Montero asks the US multinational to rethink the collective dismissal and insists that the central government is working "very intensively" to help this type of industry.
This government work is not so clearly seen by the president of the Xunta de Galicia, Alberto Núñez Feijóo, who this Friday has asked the central executive to clarify "if he wants" that industries like Alcoa continue to operate in the country and has installed the State officials that if they bet on its permanence they approve a statute for electrointensive prices that makes it "viable" and "competitive" to produce primary aluminum in Spain.
The Galician PP leader has assured that "if someone is not taken by surprise" Alcoa's announcement "is to the Government, because" he was warned that Alcoa could not operate at the energy prices that exist in Spain "and, without However, it has not made progress on a solution: the status of the electro-intensive has been in the pipeline for more than a year.
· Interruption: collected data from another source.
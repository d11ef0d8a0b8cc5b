//! City master data.

use estatia_core::types::{DbId, Timestamp};
use serde::{Deserialize, Serialize};
use sqlx::FromRow;

/// A row from the `cities` table.
#[derive(Debug, Clone, FromRow, Serialize)]
pub struct City {
    pub id: DbId,
    pub name: String,
    pub slug: String,
    pub created_at: Timestamp,
    pub updated_at: Timestamp,
}

/// DTO for creating a new city.
#[derive(Debug, Deserialize)]
pub struct CreateCity {
    pub name: String,
    /// Derived from `name` when omitted.
    pub slug: Option<String>,
}

/// DTO for updating a city.
#[derive(Debug, Deserialize)]
pub struct UpdateCity {
    pub name: Option<String>,
    pub slug: Option<String>,
}
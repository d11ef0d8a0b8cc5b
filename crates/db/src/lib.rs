//! Persistence layer: connection pool, entity models, repositories, and
//! the count-query adapters feeding the delete guard.

pub mod dependency;
pub mod models;
pub mod repositories;

use sqlx::postgres::PgPoolOptions;

pub type DbPool = sqlx::PgPool;

/// Create a connection pool from a database URL.
pub async fn create_pool(database_url: &str) -> Result<DbPool, sqlx::Error> {
    PgPoolOptions::new()
        .max_connections(20)
        .connect(database_url)
        .await
}

/// Cheap liveness probe used at startup and by the `/health` endpoint.
pub async fn health_check(pool: &DbPool) -> Result<(), sqlx::Error> {
    sqlx::query("SELECT 1").execute(pool).await?;
    Ok(())
}

/// Apply the embedded migrations from `crates/db/migrations`.
pub async fn run_migrations(pool: &DbPool) -> Result<(), sqlx::migrate::MigrateError> {
    sqlx::migrate!().run(pool).await
}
The senators of the PP for the affected province, Lugo, Juan Manuel Juncal and José Manuel Barreiro, believe that the situation of Alcoa is the result of "the ineffectiveness and lack of understanding" between the ministers of Ecological Transition, Teresa Ribera, and Industry and, after recalling that the continuity of the only primary aluminum factory in Spain is at risk, they request the appearance of both in Congress.
The general secretary of the Galician socialists, Gonzalo Caballero, demanded that the central government of his party "study all the possibilities" to guarantee the employment of the factory, but denied those criticisms that the Executive of Pedro Sánchez did not support the factory to his permanence, since he recalled that those 38 million public aid payments of the last two years make Alcoa "one of the most supported industries in the State".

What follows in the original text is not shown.